[[ Data for analysis, beginning ]]

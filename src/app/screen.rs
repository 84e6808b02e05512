// SPDX-License-Identifier: MPL-2.0
//! Screen enumeration for the application.

/// Screens the application moves through.
#[derive(Debug, Clone, Copy, PartialEq, Eq)]
pub enum Screen {
    /// The branded loading sequence.
    Splash,
    /// Placeholder main content shown once the sequence completes.
    Home,
}
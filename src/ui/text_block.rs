// SPDX-License-Identifier: MPL-2.0
//! Headline and subheadline revealed in the second splash stage.

use crate::ui::content::SplashContent;
use crate::ui::design_tokens::{spacing, typography};
use crate::ui::theme;
use iced::widget::{Column, Text};
use iced::{alignment, Element};

pub fn view<'a, Message: 'a>(content: &SplashContent) -> Element<'a, Message> {
    Column::new()
        .spacing(spacing::XS)
        .align_x(alignment::Horizontal::Center)
        .push(
            Text::new(content.headline)
                .size(typography::HEADLINE)
                .color(theme::splash_text_color()),
        )
        .push(
            Text::new(content.subheadline)
                .size(typography::SUBHEAD)
                .color(theme::splash_text_color()),
        )
        .into()
}
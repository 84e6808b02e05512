// SPDX-License-Identifier: MPL-2.0
//! Presentation layer for the splash sequence.
//!
//! Every module here renders purely as a function of
//! [`SplashState`](crate::sequence::SplashState) and the injected
//! [`SplashContent`](content::SplashContent); none of them produce
//! messages or write state.

pub mod background;
pub mod badge_row;
pub mod content;
pub mod design_tokens;
pub mod dot_indicator;
pub mod logo;
pub mod progress_bar;
pub mod splash;
pub mod text_block;
pub mod theme;
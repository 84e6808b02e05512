// SPDX-License-Identifier: MPL-2.0
//! This module handles the application's configuration: optional overrides
//! for the splash timing schedule, loaded from and saved to a
//! `settings.toml` file.
//!
//! Every field is optional; an absent field keeps the reference schedule
//! value (see [`crate::sequence::Schedule`]). The overrides are validated
//! when the schedule is built, not here, so a hand-edited file can be
//! loaded and reported on instead of failing at parse time.

use crate::error::Result;
use serde::{Deserialize, Serialize};
use std::fs;
use std::path::{Path, PathBuf};

const CONFIG_FILE: &str = "settings.toml";
const APP_NAME: &str = "IcedSplash";

#[derive(Debug, Default, Clone, PartialEq, Serialize, Deserialize)]
pub struct Config {
    /// One-shot delay before the badge row appears, in milliseconds.
    #[serde(default)]
    pub reveal_badges_ms: Option<u64>,
    /// One-shot delay before the text block appears, in milliseconds.
    #[serde(default)]
    pub reveal_text_ms: Option<u64>,
    /// One-shot delay before the logo appears, in milliseconds.
    #[serde(default)]
    pub reveal_logo_ms: Option<u64>,
    /// Period of the percentage ramp, in milliseconds.
    #[serde(default)]
    pub percent_period_ms: Option<u64>,
    /// Percentage added per ramp tick.
    #[serde(default)]
    pub percent_step: Option<f32>,
    /// Period of the bar-fill ramp, in milliseconds.
    #[serde(default)]
    pub bar_period_ms: Option<u64>,
    /// Bar fill added per ramp tick.
    #[serde(default)]
    pub bar_step: Option<f32>,
    /// Period of the indicator dot rotation, in milliseconds.
    #[serde(default)]
    pub dot_period_ms: Option<u64>,
    /// Period of the badge highlight rotation, in milliseconds.
    #[serde(default)]
    pub highlight_period_ms: Option<u64>,
}

fn get_default_config_path() -> Option<PathBuf> {
    dirs::config_dir().map(|mut path| {
        path.push(APP_NAME);
        path.push(CONFIG_FILE);
        path
    })
}

pub fn load() -> Result<Config> {
    if let Some(path) = get_default_config_path() {
        if path.exists() {
            return load_from_path(&path);
        }
    }
    Ok(Config::default())
}

pub fn load_from_path(path: &Path) -> Result<Config> {
    let content = fs::read_to_string(path)?;
    Ok(toml::from_str(&content).unwrap_or_default())
}

pub fn save_to_path(config: &Config, path: &Path) -> Result<()> {
    if let Some(parent) = path.parent() {
        fs::create_dir_all(parent)?;
    }
    let content = toml::to_string_pretty(config)?;
    fs::write(path, content)?;
    Ok(())
}
#[cfg(test)]
mod tests {
    use super::*;
    use crate::sequence::state::{BADGE_COUNT, DOT_COUNT};

    fn ms(value: u64) -> Duration {
        Duration::from_millis(value)
    }

    fn started() -> Sequencer {
        let mut sequencer = Sequencer::new(Schedule::default());
        sequencer.start();
        sequencer
    }

    #[test]
    fn advance_before_start_is_a_no_op() {
        let mut sequencer = Sequencer::new(Schedule::default());
        sequencer.advance_to(ms(10_000));
        assert_eq!(sequencer.state(), &SplashState::new());
        assert!(!sequencer.is_running());
    }

    #[test]
    fn reveals_fire_at_reference_delays() {
        let mut sequencer = started();

        sequencer.advance_to(ms(599));
        assert!(!sequencer.state().badges_visible());

        sequencer.advance_to(ms(600));
        assert!(sequencer.state().badges_visible());
        assert!(!sequencer.state().text_visible());

        sequencer.advance_to(ms(1399));
        assert!(!sequencer.state().text_visible());

        sequencer.advance_to(ms(1400));
        assert!(sequencer.state().text_visible());
        assert!(!sequencer.state().logo_visible());

        sequencer.advance_to(ms(2000));
        assert!(sequencer.state().logo_visible());
    }

    #[test]
    fn reveals_are_strictly_ordered_in_time() {
        let mut sequencer = started();
        let mut badges_at = None;
        let mut text_at = None;
        let mut logo_at = None;

        for step in 1..=300 {
            let now = ms(step * 10);
            sequencer.advance_to(now);
            if badges_at.is_none() && sequencer.state().badges_visible() {
                badges_at = Some(now);
            }
            if text_at.is_none() && sequencer.state().text_visible() {
                text_at = Some(now);
            }
            if logo_at.is_none() && sequencer.state().logo_visible() {
                logo_at = Some(now);
            }
        }

        let badges_at = badges_at.expect("badges revealed");
        let text_at = text_at.expect("text revealed");
        let logo_at = logo_at.expect("logo revealed");
        assert!(badges_at < text_at);
        assert!(text_at < logo_at);
    }

    #[test]
    fn percent_ramp_reaches_cap_and_stops() {
        let mut sequencer = started();

        // 125 ticks of 0.8 every 30 ms land the ramp at the cap around
        // t = 3750 ms.
        sequencer.advance_to(ms(3750));
        assert!(sequencer.state().loading_percent() >= 99.99);

        sequencer.advance_to(ms(4000));
        assert_eq!(sequencer.state().loading_percent(), 100.0);
        assert!(sequencer.state().percent_done());

        // Idempotent terminal state: much later the value is unchanged.
        sequencer.advance_to(ms(60_000));
        assert_eq!(sequencer.state().loading_percent(), 100.0);
    }

    #[test]
    fn bar_ramp_reaches_cap_independently() {
        let mut sequencer = started();

        // Percent finishes first; the bar keeps ramping on its own cadence
        // (250 ticks of 0.4 every 25 ms, done around t = 6250 ms).
        sequencer.advance_to(ms(4000));
        assert_eq!(sequencer.state().loading_percent(), 100.0);
        assert!(sequencer.state().progress_bar_width() < 100.0);

        sequencer.advance_to(ms(6250));
        assert!(sequencer.state().progress_bar_width() >= 99.99);

        sequencer.advance_to(ms(6500));
        assert_eq!(sequencer.state().progress_bar_width(), 100.0);

        sequencer.advance_to(ms(60_000));
        assert_eq!(sequencer.state().progress_bar_width(), 100.0);
    }

    #[test]
    fn dot_rotation_cycles_and_never_stops() {
        let mut sequencer = started();

        sequencer.advance_to(ms(600));
        assert_eq!(sequencer.state().active_dot(), 1);
        sequencer.advance_to(ms(1200));
        assert_eq!(sequencer.state().active_dot(), 2);
        sequencer.advance_to(ms(1800));
        assert_eq!(sequencer.state().active_dot(), 0);

        // Still rotating long after both ramps have finished:
        // 100 periods of 600 ms, 100 % 3 == 1.
        sequencer.advance_to(ms(60_000));
        assert_eq!(sequencer.state().active_dot(), 1);
    }

    #[test]
    fn highlight_rotation_starts_after_first_period() {
        let mut sequencer = started();

        sequencer.advance_to(ms(1199));
        assert_eq!(sequencer.state().highlight(), None);

        sequencer.advance_to(ms(1200));
        assert_eq!(sequencer.state().highlight(), Some(0));

        sequencer.advance_to(ms(2400));
        assert_eq!(sequencer.state().highlight(), Some(1));

        // Five periods in, the last badge is emphasized; one more wraps.
        sequencer.advance_to(ms(6000));
        assert_eq!(sequencer.state().highlight(), Some(4));
        sequencer.advance_to(ms(7200));
        assert_eq!(sequencer.state().highlight(), Some(0));
    }

    #[test]
    fn ramps_are_monotone_and_in_range_under_irregular_sampling() {
        let mut sequencer = started();
        let mut last_percent = 0.0;
        let mut last_bar = 0.0;

        // Irregular step size so firings land between samples.
        for step in 1..=1200 {
            sequencer.advance_to(ms(step * 7));
            let state = sequencer.state();

            assert!(state.loading_percent() >= last_percent);
            assert!((0.0..=100.0).contains(&state.loading_percent()));
            assert!(state.progress_bar_width() >= last_bar);
            assert!((0.0..=100.0).contains(&state.progress_bar_width()));
            assert!(state.active_dot() < DOT_COUNT);
            if let Some(highlight) = state.highlight() {
                assert!(highlight < BADGE_COUNT);
            }

            last_percent = state.loading_percent();
            last_bar = state.progress_bar_width();
        }
    }

    #[test]
    fn catch_up_over_a_large_gap_is_exact() {
        let mut sequencer = started();
        sequencer.advance_to(ms(10_000));

        let state = sequencer.state();
        assert_eq!(state.loading_percent(), 100.0);
        assert_eq!(state.progress_bar_width(), 100.0);
        assert!(state.badges_visible());
        assert!(state.text_visible());
        assert!(state.logo_visible());
        // 16 dot periods fit in 10 s: 16 % 3 == 1.
        assert_eq!(state.active_dot(), 1);
        // 8 highlight periods fit in 10 s: the eighth tick lands on badge 2.
        assert_eq!(state.highlight(), Some(2));
        assert!(sequencer.is_finished());
    }

    #[test]
    fn early_teardown_freezes_state() {
        let mut sequencer = started();

        // Before any reveal fires: 16 percent ticks, 20 bar ticks.
        sequencer.advance_to(ms(500));
        assert!(!sequencer.state().badges_visible());
        let frozen = sequencer.state().clone();
        assert!(frozen.loading_percent() > 0.0);

        sequencer.stop();
        sequencer.advance_to(ms(5_000));
        assert_eq!(sequencer.state(), &frozen);

        // Sampling again later still observes the identical snapshot.
        sequencer.advance_to(ms(50_000));
        assert_eq!(sequencer.state(), &frozen);
    }

    #[test]
    fn stop_cancels_rotation_timers_too() {
        let mut sequencer = started();
        sequencer.advance_to(ms(7_000));
        assert!(sequencer.is_finished());

        let frozen = sequencer.state().clone();
        sequencer.stop();
        assert!(!sequencer.is_running());

        sequencer.advance_to(ms(8_000));
        assert_eq!(sequencer.state(), &frozen);
        sequencer.advance_to(ms(20_000));
        assert_eq!(sequencer.state(), &frozen);
    }

    #[test]
    fn stop_is_idempotent() {
        let mut sequencer = started();
        sequencer.advance_to(ms(1_000));
        sequencer.stop();
        sequencer.stop();
        assert!(!sequencer.is_running());
    }

    #[test]
    fn double_start_does_not_double_the_mutation_rate() {
        let mut sequencer = started();
        sequencer.advance_to(ms(30));
        assert_eq!(sequencer.state().loading_percent(), 0.8);

        // A second start() must not re-arm timers.
        sequencer.start();
        sequencer.advance_to(ms(60));
        assert!((sequencer.state().loading_percent() - 1.6).abs() < 1e-4);

        // The reveal deadlines were not pushed out either.
        sequencer.advance_to(ms(600));
        assert!(sequencer.state().badges_visible());
    }

    #[test]
    fn start_after_stop_is_ignored() {
        let mut sequencer = started();
        sequencer.advance_to(ms(500));
        sequencer.stop();
        let frozen = sequencer.state().clone();

        sequencer.start();
        sequencer.advance_to(ms(5_000));
        assert!(!sequencer.is_running());
        assert_eq!(sequencer.state(), &frozen);
    }

    #[test]
    fn time_never_moves_backwards() {
        let mut sequencer = started();
        sequencer.advance_to(ms(1_000));
        let snapshot = sequencer.state().clone();

        sequencer.advance_to(ms(400));
        assert_eq!(sequencer.elapsed(), ms(1_000));
        assert_eq!(sequencer.state(), &snapshot);
    }

    #[test]
    fn simultaneous_deadlines_all_fire() {
        let mut sequencer = started();

        // At t = 600 ms the badge reveal and the first dot tick coincide.
        sequencer.advance_to(ms(600));
        assert!(sequencer.state().badges_visible());
        assert_eq!(sequencer.state().active_dot(), 1);
    }

    #[test]
    fn custom_schedule_is_honored() {
        let schedule = Schedule {
            reveal_badges: ms(10),
            reveal_text: ms(20),
            reveal_logo: ms(30),
            ..Schedule::default()
        };
        let mut sequencer = Sequencer::new(schedule);
        sequencer.start();

        sequencer.advance_to(ms(10));
        assert!(sequencer.state().badges_visible());
        assert!(!sequencer.state().text_visible());
        sequencer.advance_to(ms(30));
        assert!(sequencer.state().logo_visible());
    }

    #[test]
    fn is_finished_requires_both_ramps_and_the_logo() {
        let mut sequencer = started();
        sequencer.advance_to(ms(4_000));
        // Percent capped, logo revealed, bar still ramping.
        assert!(!sequencer.is_finished());

        sequencer.advance_to(ms(6_500));
        assert!(sequencer.is_finished());
    }
}
/// Default tracing filter when RUST_LOG is unset
pub const DEFAULT_LOG_FILTER: &str = "planning_poker=debug,tower_http=debug";

const DEFAULT_BIND_ADDR: &str = "0.0.0.0:8080";

/// Server settings read from the environment
#[derive(Clone, Debug)]
pub struct ServerConfig {
    pub bind_addr: String,
    /// Tell the actor why an event was dropped instead of ignoring it silently
    pub notify_rejections: bool,
}

impl ServerConfig {
    pub fn from_env() -> Self {
        Self::from_lookup(|key| std::env::var(key).ok())
    }

    fn from_lookup(lookup: impl Fn(&str) -> Option<String>) -> Self {
        let bind_addr = lookup("POKER_BIND_ADDR")
            .filter(|addr| !addr.trim().is_empty())
            .unwrap_or_else(|| DEFAULT_BIND_ADDR.to_string());

        let notify_rejections = lookup("POKER_NOTIFY_REJECTIONS")
            .and_then(|s| s.trim().parse().ok())
            .unwrap_or(false);

        Self {
            bind_addr,
            notify_rejections,
        }
    }
}

impl Default for ServerConfig {
    fn default() -> Self {
        Self::from_lookup(|_| None)
    }
}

[[ Data for analysis, end ]]

#### Task instructions:
Where the line with "Text::new(content.headline)" ends, your copy should end too; please return exactly the lines from the first line of the data through it.

#### Finished exercise:
filename src/app/screen.rs
repository 84e6808b02e05512
// SPDX-License-Identifier: MPL-2.0
//! Screen enumeration for the application.

/// Screens the application moves through.
#[derive(Debug, Clone, Copy, PartialEq, Eq)]
pub enum Screen {
    /// The branded loading sequence.
    Splash,
    /// Placeholder main content shown once the sequence completes.
    Home,
}
filename src/ui/text_block.rs
// SPDX-License-Identifier: MPL-2.0
//! Headline and subheadline revealed in the second splash stage.

use crate::ui::content::SplashContent;
use crate::ui::design_tokens::{spacing, typography};
use crate::ui::theme;
use iced::widget::{Column, Text};
use iced::{alignment, Element};

pub fn view<'a, Message: 'a>(content: &SplashContent) -> Element<'a, Message> {
    Column::new()
        .spacing(spacing::XS)
        .align_x(alignment::Horizontal::Center)
        .push(
            Text::new(content.headline)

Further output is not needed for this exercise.